§ **What to produce**:
Among the lines below, a stretch begins at the one with "use crate::core::context::FilterContext;" and ends at the one with "returning the instance.". Repeat that stretch exactly, ends included.

BEGIN Given information

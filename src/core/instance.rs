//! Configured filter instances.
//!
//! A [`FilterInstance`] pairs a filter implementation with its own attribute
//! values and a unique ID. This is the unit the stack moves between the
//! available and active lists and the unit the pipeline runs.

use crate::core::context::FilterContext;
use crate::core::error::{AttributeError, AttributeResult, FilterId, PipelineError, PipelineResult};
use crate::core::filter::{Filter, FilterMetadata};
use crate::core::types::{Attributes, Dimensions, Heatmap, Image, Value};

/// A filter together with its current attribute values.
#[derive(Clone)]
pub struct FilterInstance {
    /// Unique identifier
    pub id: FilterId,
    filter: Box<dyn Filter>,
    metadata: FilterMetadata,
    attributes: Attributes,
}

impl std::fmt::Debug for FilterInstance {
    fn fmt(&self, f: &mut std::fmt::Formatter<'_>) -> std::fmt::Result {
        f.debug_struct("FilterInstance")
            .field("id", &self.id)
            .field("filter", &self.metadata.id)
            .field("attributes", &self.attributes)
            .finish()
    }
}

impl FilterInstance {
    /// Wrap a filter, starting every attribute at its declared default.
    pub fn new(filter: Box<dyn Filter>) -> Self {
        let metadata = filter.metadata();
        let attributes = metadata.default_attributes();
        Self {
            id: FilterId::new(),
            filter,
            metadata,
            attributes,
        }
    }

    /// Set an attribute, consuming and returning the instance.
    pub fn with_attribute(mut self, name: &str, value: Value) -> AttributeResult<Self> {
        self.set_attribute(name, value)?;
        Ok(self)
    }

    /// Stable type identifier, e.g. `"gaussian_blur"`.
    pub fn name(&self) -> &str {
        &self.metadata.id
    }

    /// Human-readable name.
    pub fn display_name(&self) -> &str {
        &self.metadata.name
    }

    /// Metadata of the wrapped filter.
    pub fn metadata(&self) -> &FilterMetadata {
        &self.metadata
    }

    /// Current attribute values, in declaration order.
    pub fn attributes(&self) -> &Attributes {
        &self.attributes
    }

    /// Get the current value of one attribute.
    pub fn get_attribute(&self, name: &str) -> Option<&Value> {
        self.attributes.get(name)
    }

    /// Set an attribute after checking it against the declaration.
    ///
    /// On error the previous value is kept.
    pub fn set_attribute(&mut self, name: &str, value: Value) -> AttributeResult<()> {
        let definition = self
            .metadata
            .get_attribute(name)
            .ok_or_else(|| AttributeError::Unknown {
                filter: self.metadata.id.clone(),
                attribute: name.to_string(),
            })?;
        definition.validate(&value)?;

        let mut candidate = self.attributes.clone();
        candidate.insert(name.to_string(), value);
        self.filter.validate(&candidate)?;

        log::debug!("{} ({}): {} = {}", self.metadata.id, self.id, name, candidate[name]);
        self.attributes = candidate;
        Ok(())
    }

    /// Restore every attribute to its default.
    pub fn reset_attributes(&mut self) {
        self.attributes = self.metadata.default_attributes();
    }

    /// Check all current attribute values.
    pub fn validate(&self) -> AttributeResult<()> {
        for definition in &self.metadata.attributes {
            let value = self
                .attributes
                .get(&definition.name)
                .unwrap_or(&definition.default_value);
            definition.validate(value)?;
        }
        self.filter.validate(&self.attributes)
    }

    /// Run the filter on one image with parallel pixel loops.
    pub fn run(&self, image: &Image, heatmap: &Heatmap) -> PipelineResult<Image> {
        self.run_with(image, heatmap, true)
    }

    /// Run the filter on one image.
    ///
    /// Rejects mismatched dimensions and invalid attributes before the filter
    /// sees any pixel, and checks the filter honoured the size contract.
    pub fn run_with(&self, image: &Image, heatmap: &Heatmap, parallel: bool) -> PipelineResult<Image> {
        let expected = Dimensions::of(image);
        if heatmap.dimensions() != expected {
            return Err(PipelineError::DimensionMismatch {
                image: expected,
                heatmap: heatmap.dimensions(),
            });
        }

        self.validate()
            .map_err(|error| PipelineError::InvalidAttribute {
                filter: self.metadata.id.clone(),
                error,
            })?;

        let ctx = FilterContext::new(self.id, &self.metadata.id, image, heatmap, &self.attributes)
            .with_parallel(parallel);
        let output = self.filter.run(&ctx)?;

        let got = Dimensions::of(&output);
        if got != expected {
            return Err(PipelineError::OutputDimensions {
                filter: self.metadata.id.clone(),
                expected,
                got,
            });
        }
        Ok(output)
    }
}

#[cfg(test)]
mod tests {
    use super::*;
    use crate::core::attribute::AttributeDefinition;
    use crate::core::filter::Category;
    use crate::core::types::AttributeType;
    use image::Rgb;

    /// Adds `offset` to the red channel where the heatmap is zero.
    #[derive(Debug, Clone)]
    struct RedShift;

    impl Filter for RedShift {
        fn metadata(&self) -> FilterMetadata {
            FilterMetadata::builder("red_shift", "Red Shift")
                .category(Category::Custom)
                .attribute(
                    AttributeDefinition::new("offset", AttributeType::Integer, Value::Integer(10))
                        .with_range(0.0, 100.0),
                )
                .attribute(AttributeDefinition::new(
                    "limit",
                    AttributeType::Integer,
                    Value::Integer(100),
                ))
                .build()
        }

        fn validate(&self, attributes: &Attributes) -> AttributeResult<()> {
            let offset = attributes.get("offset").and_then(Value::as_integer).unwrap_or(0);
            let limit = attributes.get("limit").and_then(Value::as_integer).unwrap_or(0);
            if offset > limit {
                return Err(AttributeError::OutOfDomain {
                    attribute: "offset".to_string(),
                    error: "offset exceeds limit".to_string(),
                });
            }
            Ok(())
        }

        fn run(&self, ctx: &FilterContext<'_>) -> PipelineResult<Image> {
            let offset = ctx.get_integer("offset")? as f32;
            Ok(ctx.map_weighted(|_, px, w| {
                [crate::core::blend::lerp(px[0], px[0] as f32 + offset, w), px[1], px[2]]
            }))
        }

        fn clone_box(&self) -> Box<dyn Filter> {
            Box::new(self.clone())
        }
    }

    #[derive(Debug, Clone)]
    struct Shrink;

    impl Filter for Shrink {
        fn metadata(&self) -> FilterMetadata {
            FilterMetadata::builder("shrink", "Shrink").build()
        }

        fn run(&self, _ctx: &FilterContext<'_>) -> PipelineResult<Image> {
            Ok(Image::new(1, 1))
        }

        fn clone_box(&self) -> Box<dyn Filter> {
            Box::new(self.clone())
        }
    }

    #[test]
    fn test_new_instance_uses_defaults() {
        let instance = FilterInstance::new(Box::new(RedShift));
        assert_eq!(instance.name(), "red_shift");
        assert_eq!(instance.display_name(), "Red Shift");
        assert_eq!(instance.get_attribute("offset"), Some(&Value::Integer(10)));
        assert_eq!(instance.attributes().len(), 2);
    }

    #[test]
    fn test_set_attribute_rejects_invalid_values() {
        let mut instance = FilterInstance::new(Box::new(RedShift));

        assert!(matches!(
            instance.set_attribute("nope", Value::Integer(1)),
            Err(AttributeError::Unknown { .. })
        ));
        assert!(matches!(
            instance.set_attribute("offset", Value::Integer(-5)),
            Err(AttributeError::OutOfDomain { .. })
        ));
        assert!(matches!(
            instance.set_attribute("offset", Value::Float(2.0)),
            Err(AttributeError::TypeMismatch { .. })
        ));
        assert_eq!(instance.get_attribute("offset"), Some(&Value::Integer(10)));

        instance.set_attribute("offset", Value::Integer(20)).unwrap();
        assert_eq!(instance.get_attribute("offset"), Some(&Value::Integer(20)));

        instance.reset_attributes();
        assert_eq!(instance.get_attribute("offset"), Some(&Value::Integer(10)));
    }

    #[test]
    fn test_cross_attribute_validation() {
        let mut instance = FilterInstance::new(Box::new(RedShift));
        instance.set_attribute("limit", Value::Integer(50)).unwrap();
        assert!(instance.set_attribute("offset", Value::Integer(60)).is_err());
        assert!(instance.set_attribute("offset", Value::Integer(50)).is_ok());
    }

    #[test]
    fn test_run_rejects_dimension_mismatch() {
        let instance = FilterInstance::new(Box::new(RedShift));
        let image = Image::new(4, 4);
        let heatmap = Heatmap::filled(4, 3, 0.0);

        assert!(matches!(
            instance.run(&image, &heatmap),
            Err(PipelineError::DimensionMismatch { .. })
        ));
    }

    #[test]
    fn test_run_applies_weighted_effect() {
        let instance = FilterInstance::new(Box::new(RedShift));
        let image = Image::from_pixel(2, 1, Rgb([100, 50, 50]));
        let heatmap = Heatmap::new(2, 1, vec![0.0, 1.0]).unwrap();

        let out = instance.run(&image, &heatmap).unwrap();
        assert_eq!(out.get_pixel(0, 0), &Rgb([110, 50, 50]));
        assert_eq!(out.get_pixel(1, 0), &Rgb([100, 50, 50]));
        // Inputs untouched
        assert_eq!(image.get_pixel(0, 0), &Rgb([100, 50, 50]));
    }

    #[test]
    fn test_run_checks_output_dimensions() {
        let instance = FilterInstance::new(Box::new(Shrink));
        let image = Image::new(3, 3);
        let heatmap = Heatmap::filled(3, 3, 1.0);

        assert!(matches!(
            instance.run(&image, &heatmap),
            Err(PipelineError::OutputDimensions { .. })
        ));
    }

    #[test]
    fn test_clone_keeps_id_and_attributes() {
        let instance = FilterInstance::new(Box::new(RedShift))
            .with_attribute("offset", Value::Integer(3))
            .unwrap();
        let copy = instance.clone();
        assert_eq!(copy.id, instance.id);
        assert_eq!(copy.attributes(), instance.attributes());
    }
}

END Given information

§ **Exercise result**:
use crate::core::context::FilterContext;
use crate::core::error::{AttributeError, AttributeResult, FilterId, PipelineError, PipelineResult};
use crate::core::filter::{Filter, FilterMetadata};
use crate::core::types::{Attributes, Dimensions, Heatmap, Image, Value};

/// A filter together with its current attribute values.
#[derive(Clone)]
pub struct FilterInstance {
    /// Unique identifier
    pub id: FilterId,
    filter: Box<dyn Filter>,
    metadata: FilterMetadata,
    attributes: Attributes,
}

impl std::fmt::Debug for FilterInstance {
    fn fmt(&self, f: &mut std::fmt::Formatter<'_>) -> std::fmt::Result {
        f.debug_struct("FilterInstance")
            .field("id", &self.id)
            .field("filter", &self.metadata.id)
            .field("attributes", &self.attributes)
            .finish()
    }
}

impl FilterInstance {
    /// Wrap a filter, starting every attribute at its declared default.
    pub fn new(filter: Box<dyn Filter>) -> Self {
        let metadata = filter.metadata();
        let attributes = metadata.default_attributes();
        Self {
            id: FilterId::new(),
            filter,
            metadata,
            attributes,
        }
    }

    /// Set an attribute, consuming and returning the instance.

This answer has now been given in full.